The Truth About Cassava Flour
There are some common misconceptions about both cassava flour and a related product that is derived from the same plant, tapioca starch, so let’s set the record straight with the truth about cassava flour.
Cassava flour is the new darling of the gluten-free and Paleo baking worlds thanks to its incredible properties. It is one of the few gluten-free flours that can, in many cases, be used as a 1 to 1 replacement for wheat flour. That makes adapting your old favorite family recipes from Grandma to fit your new healthy gluten-free lifestyle extremely easy.
Unfortunately there are some common misconceptions about both cassava flour and a related product that is derived from the same plant, tapioca starch, so let’s set the record straight with the truth about cassava flour.
What Is Cassava Flour?
Cassava flour is made from a tropical starchy tuberous root that goes by many names depending on where in the world you are. You would probably recognize it at your local International grocery store labeled as yuca (not to be confused with yucca), but it is also called cassava (surprise!), manioc, and Brazilian arrowroot. The scientific name of the plant is Manihot esculenta, not to be confused with the plant where arrowroot starch comes from, which is Maranta arundinacea.

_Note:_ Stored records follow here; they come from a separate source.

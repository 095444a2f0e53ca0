use camino::{Utf8Path, Utf8PathBuf};
use futures::{future::BoxFuture, StreamExt, TryStreamExt};
use tokio::fs;
use upsync::{config::PatternList, digest, io_error, CacheDescriptor, LocalNode, Node};

/// Number of entries of a directory read or hashed concurrently
const READ_CONCURRENCY: usize = 8;

/// Reader of the synchronization root
#[derive(Debug)]
pub struct LocalTree {
    root: Utf8PathBuf,
    ignore: PatternList,
}

impl LocalTree {
    /// Build a reader of the directory at `root`.
    /// Fails if `root` is not a directory.
    pub fn new<P>(root: P) -> upsync::Result<Self>
    where
        P: AsRef<Utf8Path>,
    {
        let root = root.as_ref();
        let root = root
            .canonicalize_utf8()
            .map_err(|err| io_error!("{root}: {err}"))?;
        if !root.is_dir() {
            upsync::io_bail!("{root} is not a directory");
        }
        log::debug!("local tree rooted at {root}");
        Ok(Self {
            root,
            ignore: PatternList::default(),
        })
    }

    pub fn with_ignore(mut self, ignore: PatternList) -> Self {
        self.ignore = ignore;
        self
    }

    pub fn root(&self) -> &Utf8Path {
        &self.root
    }

    /// Walk the whole tree, hashing every file.
    pub async fn read(&self) -> upsync::Result<LocalNode> {
        let children = self.read_children(Utf8PathBuf::new()).await?;
        Node::root(children)
    }

    /// Walk the sub-tree at `rel_path`.
    /// The returned node is named after the last component of `rel_path`.
    pub async fn read_dir(&self, rel_path: &Utf8Path) -> upsync::Result<LocalNode> {
        let name = rel_path.file_name().unwrap_or("");
        let children = self.read_children(rel_path.to_owned()).await?;
        Node::directory(name, children)
    }

    /// Write a `<name>.json` descriptor beside each top-level directory.
    /// Returns the paths written.
    pub async fn write_descriptors(&self) -> upsync::Result<Vec<Utf8PathBuf>> {
        let mut written = Vec::new();
        let root = &self.root;
        let mut read_dir = fs::read_dir(root)
            .await
            .map_err(|err| io_error!("{root}: {err}"))?;
        let mut dirs = Vec::new();
        while let Some(direntry) = read_dir
            .next_entry()
            .await
            .map_err(|err| io_error!("{root}: {err}"))?
        {
            let name = String::from_utf8(direntry.file_name().into_encoded_bytes())?;
            let metadata = direntry
                .metadata()
                .await
                .map_err(|err| io_error!("{root}/{name}: {err}"))?;
            if metadata.is_dir() && !self.ignore.matches_with(&name) {
                dirs.push(name);
            }
        }
        dirs.sort_unstable();

        for name in dirs {
            let node = self.read_dir(Utf8Path::new(&name)).await?;
            let path = self.root.join(format!("{name}.json"));
            log::info!("writing descriptor {path}");
            fs::write(&path, CacheDescriptor::to_bytes(&node)?)
                .await
                .map_err(|err| io_error!("{path}: {err}"))?;
            written.push(path);
        }
        Ok(written)
    }

    fn read_children(&self, rel_dir: Utf8PathBuf) -> BoxFuture<'_, upsync::Result<Vec<Node>>> {
        Box::pin(async move {
            let fs_dir = self.root.join(&rel_dir);
            log::trace!("listing entries of {fs_dir}");

            let mut names = Vec::new();
            let mut read_dir = fs::read_dir(&fs_dir)
                .await
                .map_err(|err| io_error!("{fs_dir}: {err}"))?;
            while let Some(direntry) = read_dir
                .next_entry()
                .await
                .map_err(|err| io_error!("{fs_dir}: {err}"))?
            {
                let name = String::from_utf8(direntry.file_name().into_encoded_bytes())?;
                let rel_path = rel_dir.join(&name);
                if self.ignore.matches_with(&rel_path) {
                    log::debug!("ignoring {rel_path}");
                    continue;
                }
                names.push(name);
            }
            names.sort_unstable();

            let children: Vec<Option<Node>> = futures::stream::iter(names)
                .map(|name| self.read_entry(rel_dir.clone(), name))
                .buffered(READ_CONCURRENCY)
                .try_collect()
                .await?;

            Ok(children.into_iter().flatten().collect())
        })
    }

    async fn read_entry(&self, rel_dir: Utf8PathBuf, name: String) -> upsync::Result<Option<Node>> {
        let rel_path = rel_dir.join(&name);
        let fs_path = self.root.join(&rel_path);
        // follows symlinks
        let metadata = fs::metadata(&fs_path)
            .await
            .map_err(|err| io_error!("{fs_path}: {err}"))?;

        if metadata.is_dir() {
            let children = self.read_children(rel_path).await?;
            Ok(Some(Node::directory(name, children)?))
        } else if metadata.is_file() {
            let info = digest::file_info(&fs_path).await?;
            Ok(Some(Node::file(name, info)))
        } else {
            log::warn!("skipping {rel_path}: neither a file nor a directory");
            Ok(None)
        }
    }
}
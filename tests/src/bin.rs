#![cfg(test)]

use std::sync::Once;

mod dataset;
mod harness;
mod utils;
mod stubs {
    pub mod mem;
}
mod tests;

use dataset::Dataset;
use harness::{FsHarness, Harness};

static LOG_INIT: Once = Once::new();

fn init_log() {
    LOG_INIT.call_once(|| {
        let _ = env_logger::builder().is_test(true).try_init();
    });
}

/// Harness over a stub reporting content hashes in listings
async fn harness<D: Into<Dataset>>(dataset: D) -> Harness {
    init_log();
    Harness::new(dataset.into(), true).await
}

/// Harness over a stub unable to report content hashes
async fn harness_without_hashes<D: Into<Dataset>>(dataset: D) -> Harness {
    init_log();
    Harness::new(dataset.into(), false).await
}

async fn fs_harness<D: Into<Dataset>>(dataset: D) -> FsHarness {
    init_log();
    FsHarness::new(dataset.into()).await
}
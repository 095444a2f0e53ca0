//! Storage over an [`opendal::Operator`], shared by every backend.

use std::{collections::HashSet, time::Duration};

use futures::TryStreamExt;
use opendal::{layers::TimeoutLayer, EntryMode, ErrorKind, Metadata, Metakey, Operator};
use tokio::io::AsyncReadExt;
use upsync::{io_error, provider_error, FileInfo, Node, UploadTask};

use super::bucket::{MultipartUploads, ObjectProps, HASH_KEY};
use crate::{
    provider::{compare_hash, compare_mtime, CompareFile},
    Shutdown,
};

const OP_TIMEOUT: Duration = Duration::from_secs(120);
const IO_TIMEOUT: Duration = Duration::from_secs(30);
const UPLOAD_CHUNK: usize = 8 * 1024 * 1024;
const READ_BUF: usize = 256 * 1024;

/// Backend family, driving the few behaviours that differ between them
#[derive(Debug, Clone, Copy, PartialEq, Eq)]
pub enum Flavor {
    /// Object storage: no real directories, hash kept in user metadata
    Bucket,
    Ftp,
    Sftp,
    Fs,
}

impl Flavor {
    pub fn has_directories(self) -> bool {
        !matches!(self, Flavor::Bucket)
    }

    pub fn stores_hash(self) -> bool {
        matches!(self, Flavor::Bucket)
    }
}

#[derive(Debug, Clone)]
pub struct OpStorage {
    op: Operator,
    flavor: Flavor,
    name: String,
    trust_mtime: bool,
    uploads: Option<MultipartUploads>,
}

impl OpStorage {
    pub(super) fn new<B>(builder: B, flavor: Flavor, name: String) -> upsync::Result<Self>
    where
        B: opendal::Builder,
    {
        let op = Operator::new(builder)
            .map_err(|err| provider_error!("connect", name, "{err}"))?
            .layer(
                TimeoutLayer::default()
                    .with_timeout(OP_TIMEOUT)
                    .with_io_timeout(IO_TIMEOUT),
            )
            .finish();
        Ok(Self {
            op,
            flavor,
            name,
            trust_mtime: false,
            uploads: None,
        })
    }

    pub(super) fn with_uploads(mut self, uploads: MultipartUploads) -> Self {
        self.uploads = Some(uploads);
        self
    }

    /// Compare files by size and modification time when no hash is known.
    /// Ignored by object storage, which always reports hashes it was given.
    pub fn with_trust_mtime(mut self, trust_mtime: bool) -> Self {
        self.trust_mtime = trust_mtime && !self.flavor.stores_hash();
        self
    }

    pub fn flavor(&self) -> Flavor {
        self.flavor
    }

    async fn file_info(&self, path: &str, meta: &Metadata) -> upsync::Result<FileInfo> {
        let hash = if self.flavor.stores_hash() {
            // listings don't carry user metadata
            let meta = self
                .op
                .stat(path)
                .await
                .map_err(|err| provider_error!("stat", path, "{err}"))?;
            meta.user_metadata()
                .and_then(|md| md.get(HASH_KEY))
                .cloned()
                .unwrap_or_default()
        } else {
            String::new()
        };
        Ok(FileInfo::new(meta.content_length(), hash).with_modified(meta.last_modified()))
    }

    async fn write_stream(&self, task: &UploadTask) -> upsync::Result<()> {
        let path = task.remote_path.as_str();

        let mut writer = self.op.writer_with(path).chunk(UPLOAD_CHUNK);
        if self.flavor == Flavor::Bucket {
            let props = ObjectProps::from_task(task);
            if let Some(ct) = &props.content_type {
                writer = writer.content_type(ct);
            }
            if let Some(cc) = &props.cache_control {
                writer = writer.cache_control(cc);
            }
            if let Some(cd) = &props.content_disposition {
                writer = writer.content_disposition(cd);
            }
            writer = writer.user_metadata(props.user_metadata);
        }
        let mut writer = writer
            .await
            .map_err(|err| provider_error!("upload", path, "{err}"))?;

        let local = &task.local_path;
        let mut file = tokio::fs::File::open(local)
            .await
            .map_err(|err| io_error!("{local}: {err}"))?;
        let mut buf = vec![0u8; READ_BUF];
        let res: upsync::Result<()> = async {
            loop {
                let n = file
                    .read(&mut buf)
                    .await
                    .map_err(|err| io_error!("{local}: {err}"))?;
                if n == 0 {
                    break;
                }
                writer
                    .write(buf[..n].to_vec())
                    .await
                    .map_err(|err| provider_error!("upload", path, "{err}"))?;
            }
            Ok(())
        }
        .await;

        if let Err(err) = res {
            if let Err(abort_err) = writer.abort().await {
                log::warn!("could not abort upload of {path}: {abort_err}");
            }
            return Err(err);
        }
        writer
            .close()
            .await
            .map_err(|err| provider_error!("upload", path, "{err}"))?;
        Ok(())
    }
}

/// Operator path of the directory at root-relative `path`
fn dir_path(path: &str) -> String {
    if path.is_empty() {
        "/".to_string()
    } else {
        format!("{path}/")
    }
}

impl super::Init for OpStorage {
    async fn init(&self) -> upsync::Result<()> {
        if !self.flavor.has_directories() {
            log::debug!("{}: nothing to initialize", self.name);
            return Ok(());
        }
        match self.op.stat("/").await {
            Ok(_) => Ok(()),
            Err(err) if err.kind() == ErrorKind::NotFound => {
                log::info!("{}: creating base path", self.name);
                self.op
                    .create_dir("/")
                    .await
                    .map_err(|err| provider_error!("init", "/", "{err}"))
            }
            Err(err) => Err(provider_error!("init", "/", "{err}")),
        }
    }
}

impl super::DirEntries for OpStorage {
    async fn dir_entries(&self, dir: &str) -> upsync::Result<Vec<Node>> {
        let path = dir_path(dir);
        log::trace!("listing {}{path}", self.name);

        let mut lister = self
            .op
            .lister_with(&path)
            .metakey(Metakey::ContentLength | Metakey::LastModified | Metakey::Mode)
            .await
            .map_err(|err| provider_error!("list", dir, "{err}"))?;

        let mut names = HashSet::new();
        let mut nodes = Vec::new();
        while let Some(entry) = lister
            .try_next()
            .await
            .map_err(|err| provider_error!("list", dir, "{err}"))?
        {
            let name = entry.name().trim_end_matches('/');
            if entry.path() == path || name.is_empty() {
                continue;
            }
            // object storage may report a prefix and its marker
            if !names.insert(name.to_string()) {
                continue;
            }
            let meta = entry.metadata();
            match meta.mode() {
                EntryMode::DIR => nodes.push(Node::directory(name, Vec::new())?),
                EntryMode::FILE => {
                    let info = self.file_info(entry.path(), meta).await?;
                    nodes.push(Node::file(name, info));
                }
                EntryMode::Unknown => log::warn!("{}: skipping {}", self.name, entry.path()),
            }
        }
        Ok(nodes)
    }
}

impl super::ReadFile for OpStorage {
    async fn read_file(&self, path: &str) -> upsync::Result<Option<Vec<u8>>> {
        match self.op.read(path).await {
            Ok(buf) => Ok(Some(buf.to_vec())),
            Err(err) if err.kind() == ErrorKind::NotFound => Ok(None),
            Err(err) => Err(provider_error!("read", path, "{err}")),
        }
    }
}

impl super::WriteFile for OpStorage {
    async fn write_file(&self, path: &str, data: Vec<u8>) -> upsync::Result<()> {
        self.op
            .write(path, data)
            .await
            .map_err(|err| provider_error!("write", path, "{err}"))?;
        Ok(())
    }
}

impl super::Upload for OpStorage {
    async fn upload(&self, task: &UploadTask) -> upsync::Result<()> {
        log::debug!("{}: uploading {} ({} bytes)", self.name, task.remote_path, task.length);
        self.write_stream(task).await
    }
}

impl super::MkDir for OpStorage {
    async fn mkdir(&self, path: &str) -> upsync::Result<()> {
        if !self.flavor.has_directories() {
            return Ok(());
        }
        let dir = dir_path(path);
        log::debug!("{}: creating {dir}", self.name);
        match self.op.create_dir(&dir).await {
            Ok(()) => Ok(()),
            Err(err) => match self.op.stat(&dir).await {
                Ok(meta) if meta.is_dir() => Ok(()),
                _ => Err(provider_error!("mkdir", path, "{err}")),
            },
        }
    }
}

impl super::Delete for OpStorage {
    async fn delete_files(&self, paths: &[String]) -> upsync::Result<()> {
        debug_assert!(paths.len() <= super::MAX_DELETE_BATCH);
        log::debug!("{}: deleting {} files", self.name, paths.len());
        self.op.remove(paths.to_vec()).await.map_err(|err| {
            let first = paths.first().map(String::as_str).unwrap_or_default();
            provider_error!("delete", first, "{err}")
        })
    }

    async fn delete_dir(&self, path: &str) -> upsync::Result<()> {
        log::debug!("{}: deleting directory {path}", self.name);
        // a marker object for buckets, the empty folder otherwise
        self.op
            .delete(&dir_path(path))
            .await
            .map_err(|err| provider_error!("delete", path, "{err}"))
    }
}

impl super::Fragments for OpStorage {
    async fn fragments(&self) -> upsync::Result<Vec<String>> {
        match &self.uploads {
            Some(uploads) => uploads.list().await,
            None => Ok(Vec::new()),
        }
    }
}

impl CompareFile for OpStorage {
    fn compare_file(&self, remote: &FileInfo, local: &FileInfo, _rel_path: &str) -> bool {
        if self.trust_mtime {
            compare_mtime(remote, local)
        } else {
            compare_hash(remote, local)
        }
    }
}

impl Shutdown for OpStorage {}

impl super::Storage for OpStorage {
    fn name(&self) -> String {
        self.name.clone()
    }
}
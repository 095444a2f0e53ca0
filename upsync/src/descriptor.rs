//! Serialized form of a tree, stored on the backend as the remote-state
//! cache and written beside local directories as descriptor files.
//!
//! The document is the JSON array of the root's children. Each element is
//! either `{name, length, hash[, modified]}` or `{name, children}`.

use crate::{Node, Result};

pub struct CacheDescriptor;

impl CacheDescriptor {
    /// Serialize the children of `root`.
    pub fn to_bytes(root: &Node) -> Result<Vec<u8>> {
        let bytes = serde_json::to_vec_pretty(root.children())?;
        Ok(bytes)
    }

    /// Parse a descriptor into a tree wrapped in a synthetic root.
    pub fn parse(bytes: &[u8]) -> Result<Node> {
        let children: Vec<Node> =
            serde_json::from_slice(bytes).map_err(|err| crate::cache_error!("{err}"))?;
        Node::root(children).map_err(|err| crate::cache_error!("{err}"))
    }
}
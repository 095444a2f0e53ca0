use camino::Utf8Path;
use futures::future::BoxFuture;
use tokio::fs;

mod build {
    #[derive(Debug, Copy, Clone)]
    pub enum Entry {
        Dir {
            /// Name of the directory
            name: &'static str,
            /// Entries of the directory
            entries: &'static [Entry],
        },
        File {
            /// Name of the file
            name: &'static str,
            /// Content of the file
            content: &'static str,
        },
    }

    #[rustfmt::skip]
    pub const SITE: &[Entry] = &[
        Entry::File{name: "index.html", content: "<html>index</html>"},
        Entry::File{name: "about.html", content: "<html>about</html>"},
        Entry::File{name: "robots.txt", content: "User-agent: *"},
        Entry::Dir{name: "assets", entries: &[
            Entry::File{name: "app.js", content: "console.log('app')"},
            Entry::File{name: "style.css", content: "body {}"},
            Entry::Dir{name: "img", entries: &[
                Entry::File{name: "logo.svg", content: "<svg/>"},
            ]},
        ]},
        Entry::Dir{name: "docs", entries: &[
            Entry::File{name: "faq.html", content: "<html>faq</html>"},
            Entry::Dir{name: "guide", entries: &[
                Entry::File{name: "intro.html", content: "<html>intro</html>"},
                Entry::File{name: "setup.html", content: "<html>setup</html>"},
            ]},
        ]},
        Entry::Dir{name: "empty", entries: &[]},
    ];
}

pub const SITE_FILES: usize = 9;
pub const SITE_DIRS: usize = 5;

#[derive(Debug, Clone)]
pub enum Entry {
    Dir { name: String, entries: Vec<Entry> },
    File { name: String, content: String },
}

impl Entry {
    pub fn name(&self) -> &str {
        match self {
            Entry::Dir { name, .. } => name,
            Entry::File { name, .. } => name,
        }
    }
}

impl From<build::Entry> for Entry {
    fn from(e: build::Entry) -> Self {
        match e {
            build::Entry::Dir { name, entries } => Entry::Dir {
                name: name.into(),
                entries: entries.iter().map(|e| (*e).into()).collect(),
            },
            build::Entry::File { name, content } => Entry::File {
                name: name.into(),
                content: content.into(),
            },
        }
    }
}

#[derive(Debug, Clone)]
pub struct Dataset {
    pub entries: Vec<Entry>,
}

impl Default for Dataset {
    fn default() -> Self {
        Self {
            entries: build::SITE.iter().map(|e| (*e).into()).collect(),
        }
    }
}

impl Dataset {
    pub fn empty() -> Self {
        Self {
            entries: Vec::new(),
        }
    }

    /// Add a file at the root
    pub fn with_file(mut self, name: &str, content: &str) -> Self {
        self.entries.push(Entry::File {
            name: name.into(),
            content: content.into(),
        });
        self
    }

    /// Relative paths of every file
    pub fn file_paths(&self) -> Vec<String> {
        fn inner(entries: &[Entry], dir: &str, paths: &mut Vec<String>) {
            for e in entries {
                let path = upsyncd::join_path(dir, e.name());
                match e {
                    Entry::File { .. } => paths.push(path),
                    Entry::Dir { entries, .. } => inner(entries, &path, paths),
                }
            }
        }
        let mut paths = Vec::new();
        inner(&self.entries, "", &mut paths);
        paths.sort();
        paths
    }

    pub async fn create_fs(&self, root: &Utf8Path) {
        create_entries(root, &self.entries).await;
    }
}

fn create_entries<'a>(dir: &'a Utf8Path, entries: &'a [Entry]) -> BoxFuture<'a, ()> {
    Box::pin(async move {
        for e in entries {
            let path = dir.join(e.name());
            match e {
                Entry::File { content, .. } => fs::write(&path, content).await.unwrap(),
                Entry::Dir { entries, .. } => {
                    fs::create_dir(&path).await.unwrap();
                    create_entries(&path, entries).await;
                }
            }
        }
    })
}

/// A change of the local tree between two runs
#[derive(Debug, Clone)]
pub enum Patch {
    Content(&'static str, &'static str),
    Delete(&'static str),
    /// Replace a file by a directory holding one file
    FileToDir(&'static str, &'static str),
    /// Replace a directory by a file with the given content
    DirToFile(&'static str, &'static str),
}

impl Patch {
    pub async fn apply(&self, root: &Utf8Path) {
        match self {
            Patch::Content(path, content) => fs::write(root.join(path), content).await.unwrap(),
            Patch::Delete(path) => {
                let path = root.join(path);
                if path.is_dir() {
                    fs::remove_dir_all(&path).await.unwrap();
                } else {
                    fs::remove_file(&path).await.unwrap();
                }
            }
            Patch::FileToDir(path, child) => {
                let path = root.join(path);
                fs::remove_file(&path).await.unwrap();
                fs::create_dir(&path).await.unwrap();
                fs::write(path.join(child), "child").await.unwrap();
            }
            Patch::DirToFile(path, content) => {
                let path = root.join(path);
                fs::remove_dir_all(&path).await.unwrap();
                fs::write(&path, content).await.unwrap();
            }
        }
    }
}

#[test]
fn test_file_paths() {
    let dataset = Dataset::default();
    let paths = dataset.file_paths();
    assert_eq!(paths.len(), SITE_FILES);
    assert!(paths.contains(&"assets/img/logo.svg".to_string()));
    assert!(paths.contains(&"docs/guide/setup.html".to_string()));
}
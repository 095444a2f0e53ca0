use std::collections::HashSet;

use chrono::{DateTime, Utc};
use serde::{Deserialize, Serialize};

use crate::Result;

/// Content description of a regular file
#[derive(Debug, Clone, PartialEq, Eq, Serialize, Deserialize)]
pub struct FileInfo {
    pub length: u64,
    /// Hex encoded content digest. Empty when a backend can't report it.
    pub hash: String,
    #[serde(default, skip_serializing_if = "Option::is_none")]
    pub modified: Option<DateTime<Utc>>,
}

impl FileInfo {
    pub fn new(length: u64, hash: impl Into<String>) -> Self {
        Self {
            length,
            hash: hash.into(),
            modified: None,
        }
    }

    pub fn with_modified(mut self, modified: Option<DateTime<Utc>>) -> Self {
        self.modified = modified;
        self
    }

    pub fn has_hash(&self) -> bool {
        !self.hash.is_empty()
    }
}

#[derive(Debug, Clone, PartialEq, Eq)]
pub enum NodeKind {
    File(FileInfo),
    Directory(Vec<Node>),
}

/// A node of a local or remote tree.
///
/// Directories exclusively own their children. Names are unique among
/// siblings, which is checked when a directory is built.
#[derive(Debug, Clone, PartialEq, Eq, Serialize, Deserialize)]
#[serde(try_from = "NodeRepr", into = "NodeRepr")]
pub struct Node {
    name: String,
    kind: NodeKind,
}

/// A node of the tree read from the synchronization root.
pub type LocalNode = Node;

/// A node of the tree listed from, or cached about, a backend.
pub type RemoteNode = Node;

impl Node {
    pub fn file(name: impl Into<String>, info: FileInfo) -> Self {
        Self {
            name: name.into(),
            kind: NodeKind::File(info),
        }
    }

    pub fn directory(name: impl Into<String>, children: Vec<Node>) -> Result<Self> {
        let name = name.into();
        check_siblings(&name, &children)?;
        Ok(Self {
            name,
            kind: NodeKind::Directory(children),
        })
    }

    /// The synthetic root wrapping the top-level entries of a tree.
    pub fn root(children: Vec<Node>) -> Result<Self> {
        Self::directory("", children)
    }

    pub fn name(&self) -> &str {
        &self.name
    }

    pub fn kind(&self) -> &NodeKind {
        &self.kind
    }

    pub fn is_file(&self) -> bool {
        matches!(self.kind, NodeKind::File(..))
    }

    pub fn is_dir(&self) -> bool {
        matches!(self.kind, NodeKind::Directory(..))
    }

    pub fn file_info(&self) -> Option<&FileInfo> {
        match &self.kind {
            NodeKind::File(info) => Some(info),
            NodeKind::Directory(..) => None,
        }
    }

    /// The children of a directory, empty for a file.
    pub fn children(&self) -> &[Node] {
        match &self.kind {
            NodeKind::Directory(children) => children,
            NodeKind::File(..) => &[],
        }
    }

    pub fn into_children(self) -> Vec<Node> {
        match self.kind {
            NodeKind::Directory(children) => children,
            NodeKind::File(..) => Vec::new(),
        }
    }

    /// Look up a direct child by exact name.
    pub fn child(&self, name: &str) -> Option<&Node> {
        self.children().iter().find(|c| c.name == name)
    }

    pub fn contains(&self, name: &str) -> bool {
        self.child(name).is_some()
    }

    /// Number of files in the whole sub-tree
    pub fn file_count(&self) -> usize {
        match &self.kind {
            NodeKind::File(..) => 1,
            NodeKind::Directory(children) => children.iter().map(Node::file_count).sum(),
        }
    }

    /// Cumulated length of the files in the whole sub-tree
    pub fn total_length(&self) -> u64 {
        match &self.kind {
            NodeKind::File(info) => info.length,
            NodeKind::Directory(children) => children.iter().map(Node::total_length).sum(),
        }
    }
}

fn check_siblings(dir: &str, children: &[Node]) -> Result<()> {
    let mut names = HashSet::with_capacity(children.len());
    for c in children {
        if c.name.is_empty() {
            crate::structure_bail!("empty entry name in directory '{dir}'");
        }
        if !names.insert(c.name.as_str()) {
            crate::structure_bail!("duplicate entry '{}' in directory '{dir}'", c.name);
        }
    }
    Ok(())
}

#[derive(Serialize, Deserialize)]
#[serde(deny_unknown_fields)]
struct DirRepr {
    name: String,
    children: Vec<Node>,
}

#[derive(Serialize, Deserialize)]
#[serde(deny_unknown_fields)]
struct FileRepr {
    name: String,
    length: u64,
    hash: String,
    #[serde(default, skip_serializing_if = "Option::is_none")]
    modified: Option<DateTime<Utc>>,
}

#[derive(Serialize, Deserialize)]
#[serde(untagged)]
enum NodeRepr {
    Directory(DirRepr),
    File(FileRepr),
}

impl TryFrom<NodeRepr> for Node {
    type Error = crate::Error;

    fn try_from(value: NodeRepr) -> Result<Self> {
        match value {
            NodeRepr::Directory(DirRepr { name, children }) => Node::directory(name, children),
            NodeRepr::File(FileRepr {
                name,
                length,
                hash,
                modified,
            }) => Ok(Node::file(
                name,
                FileInfo {
                    length,
                    hash,
                    modified,
                },
            )),
        }
    }
}

impl From<Node> for NodeRepr {
    fn from(value: Node) -> Self {
        match value.kind {
            NodeKind::Directory(children) => NodeRepr::Directory(DirRepr {
                name: value.name,
                children,
            }),
            NodeKind::File(FileInfo {
                length,
                hash,
                modified,
            }) => NodeRepr::File(FileRepr {
                name: value.name,
                length,
                hash,
                modified,
            }),
        }
    }
}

The cassava root is an extremely important staple crop for an estimated 800 million people across the world, from Africa to Asia to Latin America.
Cassava flour is a whole, unrefined flour. The entire root is taken and peeled, ground, and dried to form a flour that is white and with a neutral yet distinctive flavor. It is sure to become a favorite in your gluten-free kitchen!
Cassava Flour vs Tapioca Starch
The cassava root is also the source of tapioca starch. It is important to understand the difference between these two products, but you can think of them like you would potato flour and potato starch, or cornmeal and cornstarch. Tapioca starch is simply the extracted starch from the cassava root.
Let’s bust this myth right now: there is no bleaching needed to produce the vibrant white color of tapioca starch – it is by nature a bright white color, just like other starches you are familiar with using.
While cassava flour can be used in many recipes as the single flour, tapioca starch, on the other hand, is usually used in gluten-free flour blends to give structure and stretch to baked dishes. You CANNOT use cassava flour and tapioca starch interchangeably in recipes.
Cyanide in Cassava Flour
You may have heard that the cassava (yuca) root contains cyanide. This is true, however the risk has been drastically overstated.
There are two classes of cassava plants: bitter and sweet. The bitter variety contains many more toxins and antinutrients than the sweet variety. If you are living in the United States it would be nearly impossible for you to even be able to find the bitter variety grown or for sale.
It is the bitter variety of cassava which has been implicated as the cause of what is known as cyanide intoxication due to improper preparation and overconsumption in some countries in Africa. It is true that the sweet variety does have some of the same potentially harmful compounds, which are called cyanogenic glucosides. However it is important to know that they are mostly found in the thick outer peel and thin first layer of the root that has a purple-pink color. The outer peel and colored layer are both thoroughly removed before turning sweet cassava roots into 20 Dishes cassava flour.
The grinding and drying process that the roots go through further degrades any potential cyanide-producing compounds to almost nothing. So rest assured that you are in no danger of ingesting cyanide-producing compounds when you cook with Anthony’s cassava flour.
Cooking With Cassava Flour
You learned above that in many instances cassava flour can be used as a stand-alone flour and a 1 to 1 replacement for wheat flour. This is true for non-yeast based and simpler recipes like cakes, cookies, pie crusts, and some breads. However there are a few things you should know to help you troubleshoot if you are working on adapting a wheat-based recipe to gluten-free using cassava flour:
- When measuring cassava flour, for best results sift it first and us the “scoop and sweep” method to measure.
- Cassava flour makes the absolute BEST gluten-free gravy, that is thick, rich, and with a great texture.
- Cassava flour can absorb more liquid than white wheat flour so you may need to add a bit extra liquid if your batter or dough seems dry when converting a recipe. Alternatively, you can try reducing the amount of cassava flour by 10-20% (which means reducing the amount used by about 1.5 to 3 TBSP per cup).
- Cassava flour can be blended with other gluten-free flours (available in our store!) like almond meal, sweet potato flour, plantain flour, and coconut flour. If you are looking for extra structure, you can also blend it with either tapioca starch or arrowroot starch.
- When it doubt, use a tried and true recipe. There are tons of recipes now all over Pinterest using cassava flour!